Connective Tissue Growth Factor (CTGF/CCN2) is Essential for Secondary Palatogenesis

Abstract

Nonsyndromic cleft palate is a common craniofacial birth defect with an incidence of 1 in 700 live births. Connective tissue growth factor (CTGF/CCN2) has emerged as an essential player in normal craniofacial skeletal formation. Recent studies suggest that CTGF acts as a necessary downstream mediator of TGF-β-dependent mesenchymal stem cell proliferation in palatogenesis. Previous work in our laboratory identified numerous craniofacial defects such as failure of secondary palate formation in CTGF knockout (KO) mice. In this study, microCT and histological analyses showed that CTGF KO mice have a complete absence in midline convergence of mesenchymal tissue compared to wild-type (WT) mice. We isolated pre-osteoblasts from WT and CTGF KO mice for in vitro studies. CTGF KO cells exhibited decreased ability to adhere to extracellular matrices, reduced spreading, altered cytoskeletal organization, and reduced levels of total and activated Rac1 compared to WT cells. Proliferation of CTGF KO cells was also decreased and migration of CTGF KO cells was abnormal.

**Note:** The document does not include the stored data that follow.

//! Auto-resume scheduler: deferred re-enable of tracking after a pause.
//!
//! The deadline is persisted under [`AUTO_RESUME_KEY`] so a restart can pick
//! it up again. The in-memory side is a spawned sleep that reports back to the
//! tracker actor with [`TrackerCommand::AutoResumeFired`]. Every arm bumps a
//! generation counter and the actor only honors a firing whose generation is
//! still current, so a timer that was cancelled or replaced while its message
//! was in flight is ignored.

use std::sync::Arc;

use chrono::{DateTime, Utc};
use tabtime_core::{AutoResumeTimer, AUTO_RESUME_KEY};
use tokio::sync::mpsc;
use tokio_util::sync::CancellationToken;
use tracing::{debug, info, warn};

use crate::store::{self, KvStore};
use crate::tracker::TrackerCommand;

/// Stand-in sleep for deadlines beyond what the timer wheel can represent.
const FAR_FUTURE: std::time::Duration = std::time::Duration::from_secs(86_400 * 365 * 30);

/// What [`AutoResumeScheduler::restore`] found in the store.
#[derive(Debug, Clone, Copy, PartialEq, Eq)]
pub enum Restored {
    /// No armed timer
    Nothing,
    /// The deadline passed while the daemon was down; fire now
    Due,
    /// Re-armed for the remaining time
    Armed(DateTime<Utc>),
}

#[derive(Debug)]
struct ArmedTimer {
    generation: u64,
    end_time: DateTime<Utc>,
    cancel: CancellationToken,
}

/// Owner of the single auto-resume timer.
pub struct AutoResumeScheduler {
    store: Arc<dyn KvStore>,
    commands: mpsc::WeakSender<TrackerCommand>,
    generation: u64,
    armed: Option<ArmedTimer>,
}

impl AutoResumeScheduler {
    pub fn new(store: Arc<dyn KvStore>, commands: mpsc::WeakSender<TrackerCommand>) -> Self {
        Self {
            store,
            commands,
            generation: 0,
            armed: None,
        }
    }

    /// Deadline of the armed timer, if any.
    pub fn deadline(&self) -> Option<DateTime<Utc>> {
        self.armed.as_ref().map(|t| t.end_time)
    }

    /// Arms the timer for `end_time` and persists it, replacing any earlier one.
    pub async fn start(&mut self, end_time: DateTime<Utc>, now: DateTime<Utc>) {
        self.arm(end_time, now);

        if let Err(e) = store::save(
            self.store.as_ref(),
            AUTO_RESUME_KEY,
            &AutoResumeTimer::armed(end_time),
        )
        .await
        {
            warn!(error = %e, "Failed to persist auto-resume timer");
        }

        info!(end_time = %end_time, "Auto-resume armed");
    }

    /// Disarms the timer and clears the persisted record.
    ///
    /// Safe to call when nothing is armed.
    pub async fn cancel(&mut self) {
        if self.disarm() {
            info!("Auto-resume cancelled");
        }
        self.clear_persisted().await;
    }

    /// Accepts a firing from the timer task.
    ///
    /// Returns true if `generation` matches the armed timer, which is then
    /// considered consumed and its persisted record removed.
    pub async fn accept_fired(&mut self, generation: u64) -> bool {
        let current = self
            .armed
            .as_ref()
            .is_some_and(|timer| timer.generation == generation);
        if !current {
            debug!(generation, "Ignoring stale auto-resume firing");
            return false;
        }

        self.armed = None;
        self.clear_persisted().await;
        true
    }

    /// Reloads a persisted timer after a restart.
    ///
    /// A due timer is cleared and reported as [`Restored::Due`] for the caller
    /// to act on once. A future one is re-armed for the remainder.
    pub async fn restore(&mut self, now: DateTime<Utc>) -> Restored {
        let timer: Option<AutoResumeTimer> =
            match store::load(self.store.as_ref(), AUTO_RESUME_KEY).await {
                Ok(timer) => timer,
                Err(e) => {
                    warn!(error = %e, "Failed to load auto-resume timer");
                    return Restored::Nothing;
                }
            };

        match timer {
            Some(timer) if timer.is_due(now) => {
                info!(end_time = %timer.end_time, "Auto-resume deadline passed while stopped");
                self.clear_persisted().await;
                Restored::Due
            }
            Some(timer) if timer.active => {
                self.arm(timer.end_time, now);
                info!(end_time = %timer.end_time, "Auto-resume re-armed");
                Restored::Armed(timer.end_time)
            }
            Some(_) => {
                self.clear_persisted().await;
                Restored::Nothing
            }
            None => Restored::Nothing,
        }
    }

    /// Stops the in-memory timer without touching the store.
    ///
    /// Returns true if a timer was armed.
    pub fn disarm(&mut self) -> bool {
        match self.armed.take() {
            Some(timer) => {
                timer.cancel.cancel();
                true
            }
            None => false,
        }
    }

    fn arm(&mut self, end_time: DateTime<Utc>, now: DateTime<Utc>) {
        self.disarm();
        self.generation += 1;

        let generation = self.generation;
        let cancel = CancellationToken::new();
        let started = tokio::time::Instant::now();
        let deadline = started
            .checked_add(AutoResumeTimer::armed(end_time).remaining(now))
            .unwrap_or_else(|| started + FAR_FUTURE);
        let commands = self.commands.clone();
        let token = cancel.clone();

        tokio::spawn(async move {
            tokio::select! {
                biased;

                _ = token.cancelled() => {
                    debug!(generation, "Auto-resume task cancelled");
                }

                _ = tokio::time::sleep_until(deadline) => {
                    let Some(sender) = commands.upgrade() else {
                        debug!("Auto-resume fired after tracker stopped");
                        return;
                    };
                    if sender
                        .send(TrackerCommand::AutoResumeFired { generation })
                        .await
                        .is_err()
                    {
                        debug!("Auto-resume fired after tracker stopped");
                    }
                }
            }
        });

        self.armed = Some(ArmedTimer {
            generation,
            end_time,
            cancel,
        });
    }

    async fn clear_persisted(&self) {
        if let Err(e) = self.store.remove(AUTO_RESUME_KEY).await {
            warn!(error = %e, "Failed to clear auto-resume timer");
        }
    }
}

impl Drop for AutoResumeScheduler {
    fn drop(&mut self) {
        self.disarm();
    }
}
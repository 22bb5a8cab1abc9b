//! Calendar-day keys for day records.
//!
//! Days are computed in the local time zone. The same conversion is used for
//! attributing a finished session to a day and for the retention cutoff, so
//! the two never disagree about where a day starts.

use std::fmt;
use std::str::FromStr;

use chrono::{DateTime, Datelike, Local, NaiveDate, Utc};
use serde::{Deserialize, Deserializer, Serialize, Serializer};

use crate::error::{DomainError, DomainResult};

/// Storage format of a day key (ISO date).
pub const DAY_KEY_FORMAT: &str = "%Y-%m-%d";

/// A calendar date identifying one day record (`YYYY-MM-DD`).
#[derive(Debug, Clone, Copy, PartialEq, Eq, PartialOrd, Ord, Hash)]
pub struct DayKey(NaiveDate);

impl DayKey {
    /// Creates a day key from a calendar date.
    pub fn new(date: NaiveDate) -> Self {
        Self(date)
    }

    /// Creates a day key from year, month and day.
    ///
    /// Returns `None` for an impossible date.
    pub fn from_ymd(year: i32, month: u32, day: u32) -> Option<Self> {
        NaiveDate::from_ymd_opt(year, month, day).map(Self)
    }

    /// Returns the local calendar day containing the given instant.
    pub fn from_instant(instant: DateTime<Utc>) -> Self {
        Self(instant.with_timezone(&Local).date_naive())
    }

    /// Parses a `YYYY-MM-DD` string.
    pub fn parse(value: &str) -> DomainResult<Self> {
        NaiveDate::parse_from_str(value, DAY_KEY_FORMAT)
            .map(Self)
            .map_err(|_| DomainError::InvalidDay {
                value: value.to_string(),
            })
    }

    /// Returns the key under which this day's record is stored.
    pub fn storage_key(&self) -> String {
        self.to_string()
    }

    /// Returns the underlying date.
    pub fn date(&self) -> NaiveDate {
        self.0
    }

    /// Returns the first day of this day's month.
    pub fn first_of_month(&self) -> Self {
        // Day 1 exists in every month, so the fallback is never taken.
        Self(self.0.with_day(1).unwrap_or(self.0))
    }
}

impl fmt::Display for DayKey {
    fn fmt(&self, f: &mut fmt::Formatter<'_>) -> fmt::Result {
        write!(f, "{}", self.0.format(DAY_KEY_FORMAT))
    }
}

impl FromStr for DayKey {
    type Err = DomainError;

    fn from_str(s: &str) -> Result<Self, Self::Err> {
        Self::parse(s)
    }
}

impl Serialize for DayKey {
    fn serialize<S: Serializer>(&self, serializer: S) -> Result<S::Ok, S::Error> {
        serializer.collect_str(self)
    }
}

impl<'de> Deserialize<'de> for DayKey {
    fn deserialize<D: Deserializer<'de>>(deserializer: D) -> Result<Self, D::Error> {
        let raw = String::deserialize(deserializer)?;
        Self::parse(&raw).map_err(serde::de::Error::custom)
    }
}
//! Tracking keys: URL normalization and the validity filter.
//!
//! A [`TrackingKey`] is the canonical identity of a page used as the
//! aggregation key in day records. Two raw addresses that differ only in
//! query string, fragment, a leading `www.` or a trailing slash map to the
//! same key.

use std::fmt;

use serde::{Deserialize, Serialize};
use url::Url;

/// URL schemes that denote privileged or browser-internal contexts.
///
/// Pages under these schemes are never tracked: they are either the
/// browser's own UI, an extension's pages, or local files.
const BLOCKED_SCHEMES: &[&str] = &[
    "about",
    "blob",
    "brave",
    "chrome",
    "chrome-extension",
    "chrome-search",
    "chrome-untrusted",
    "data",
    "devtools",
    "edge",
    "extension",
    "file",
    "javascript",
    "moz-extension",
    "opera",
    "resource",
    "safari-extension",
    "safari-web-extension",
    "view-source",
    "vivaldi",
];

const WWW_PREFIX: &str = "www.";

/// Canonical identifier for a tracked page.
///
/// Formed as `scheme://host[:port]path` with the query and fragment removed,
/// no leading `www.` on the host, and no trailing slash on the path unless
/// the path is the root.
#[derive(Debug, Clone, PartialEq, Eq, PartialOrd, Ord, Hash, Serialize, Deserialize)]
#[serde(transparent)]
pub struct TrackingKey(String);

impl TrackingKey {
    /// Returns the underlying string reference.
    pub fn as_str(&self) -> &str {
        &self.0
    }
}

impl fmt::Display for TrackingKey {
    fn fmt(&self, f: &mut fmt::Formatter<'_>) -> fmt::Result {
        f.write_str(&self.0)
    }
}

impl AsRef<str> for TrackingKey {
    fn as_ref(&self) -> &str {
        &self.0
    }
}

/// Normalizes a raw address into its canonical tracking key.
///
/// This is a total function. An address that does not parse, or that has
/// no host component, is returned unchanged rather than rejected.
///
/// Rules, in order:
/// 1. Parse the address.
/// 2. Drop the query string and fragment.
/// 3. Strip the leading `www.` from the host.
/// 4. Strip the trailing `/` from the path unless the path is exactly `/`.
/// 5. Reassemble as `scheme://host[:port]path`.
///
/// Credentials are never part of a key. Host case follows the URL parser
/// (lowercased); path case is left as-is.
pub fn normalize(raw: &str) -> TrackingKey {
    let Ok(url) = Url::parse(raw) else {
        return TrackingKey(raw.to_string());
    };

    let Some(host) = url.host_str().filter(|h| !h.is_empty()) else {
        return TrackingKey(raw.to_string());
    };

    let host = strip_www(host);
    let path = strip_trailing_slash(url.path());

    let key = match url.port() {
        Some(port) => format!("{}://{}:{}{}", url.scheme(), host, port, path),
        None => format!("{}://{}{}", url.scheme(), host, path),
    };

    TrackingKey(key)
}

/// Returns true if the address may start a tracking session.
///
/// Rejects anything that fails to parse, has no host, or belongs to a
/// privileged context (browser pages, extension pages, local files).
pub fn is_trackable(raw: &str) -> bool {
    let Ok(url) = Url::parse(raw.trim()) else {
        return false;
    };

    if BLOCKED_SCHEMES.contains(&url.scheme()) {
        return false;
    }

    matches!(url.scheme(), "http" | "https")
        && url.host_str().is_some_and(|host| !host.is_empty())
}

/// Removes leading `www.` labels, keeping at least one label.
///
/// Repeated prefixes are stripped so normalization reaches a fixed point.
fn strip_www(mut host: &str) -> &str {
    while let Some(rest) = host.strip_prefix(WWW_PREFIX) {
        if rest.is_empty() {
            break;
        }
        host = rest;
    }
    host
}

/// Removes trailing slashes from a path, keeping the root `/`.
fn strip_trailing_slash(path: &str) -> &str {
    let trimmed = path.trim_end_matches('/');
    if trimmed.is_empty() {
        "/"
    } else {
        trimmed
    }
}
//! In-memory store, used for tests and `--ephemeral` runs.

use std::collections::BTreeMap;

use async_trait::async_trait;
use serde_json::Value;
use tokio::sync::Mutex;

use super::{KvStore, StoreError};

/// A store that lives only as long as the process.
#[derive(Debug, Default)]
pub struct MemoryStore {
    entries: Mutex<BTreeMap<String, Value>>,
}

impl MemoryStore {
    /// Creates an empty store.
    pub fn new() -> Self {
        Self::default()
    }

    /// Creates a store pre-populated with entries.
    pub fn with_entries(entries: BTreeMap<String, Value>) -> Self {
        Self {
            entries: Mutex::new(entries),
        }
    }
}

#[async_trait]
impl KvStore for MemoryStore {
    async fn get(&self, key: &str) -> Result<Option<Value>, StoreError> {
        Ok(self.entries.lock().await.get(key).cloned())
    }

    async fn set(&self, key: &str, value: Value) -> Result<(), StoreError> {
        self.entries.lock().await.insert(key.to_string(), value);
        Ok(())
    }

    async fn remove(&self, key: &str) -> Result<(), StoreError> {
        self.entries.lock().await.remove(key);
        Ok(())
    }

    async fn get_all(&self) -> Result<BTreeMap<String, Value>, StoreError> {
        Ok(self.entries.lock().await.clone())
    }
}

#[cfg(test)]
mod tests {
    use super::*;
    use serde_json::json;

    #[tokio::test]
    async fn test_set_get_remove() {
        let store = MemoryStore::new();
        store.set("a", json!(1)).await.unwrap();
        assert_eq!(store.get("a").await.unwrap(), Some(json!(1)));

        store.remove("a").await.unwrap();
        assert_eq!(store.get("a").await.unwrap(), None);

        // Removing again is fine
        store.remove("a").await.unwrap();
    }

    #[tokio::test]
    async fn test_get_all_snapshot() {
        let mut seed = BTreeMap::new();
        seed.insert("x".to_string(), json!(true));
        let store = MemoryStore::with_entries(seed);
        store.set("y", json!(false)).await.unwrap();

        let all = store.get_all().await.unwrap();
        assert_eq!(all.len(), 2);
        assert_eq!(all.get("x"), Some(&json!(true)));
    }
}
use super::commands::{TrackerCommand, TrackerEvent, TrackingSnapshot};
use crate::buffer::AccumulationBuffer;
use crate::focus::FocusGate;
use crate::resume::{AutoResumeScheduler, Restored};
use crate::store::{self, KvStore};
use crate::writer::{DurableWriter, FlushError, FlushReport};

/// The tracker actor.
pub struct TrackerActor {
    receiver: mpsc::Receiver<TrackerCommand>,
    clock: Arc<dyn Clock>,
    store: Arc<dyn KvStore>,
    writer: Arc<DurableWriter>,
    /// Early flushes still writing
    in_flight: JoinSet<Result<FlushReport, FlushError>>,
    session: SessionClock,
    buffer: AccumulationBuffer,
    focus: FocusGate,
    foreground: Option<(TabId, String)>,
    is_tracking: bool,
    scheduler: AutoResumeScheduler,
    /// Buffered time older than this is flushed without waiting for the ticker
    opportunistic_flush: Duration,
    event_publisher: broadcast::Sender<TrackerEvent>,
    cancel_token: CancellationToken,
}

Since these cellular functions are necessary for proper formation of the secondary palate during craniofacial development, we conclude that similar defects in the mesenchyme of the developing palate account for failure of the palatal shelves to form and fuse. Future studies aimed at elucidating the precise mechanism(s) responsible for secondary cleft palate in CTGF KO mice will enhance our understanding of its etiology, and lead to the development of novel therapeutic approaches for the clinical management of this birth defect. Grant Funding Source: NIAMS AR047432 (to SNP) and PA Dept. of Health (to AGL).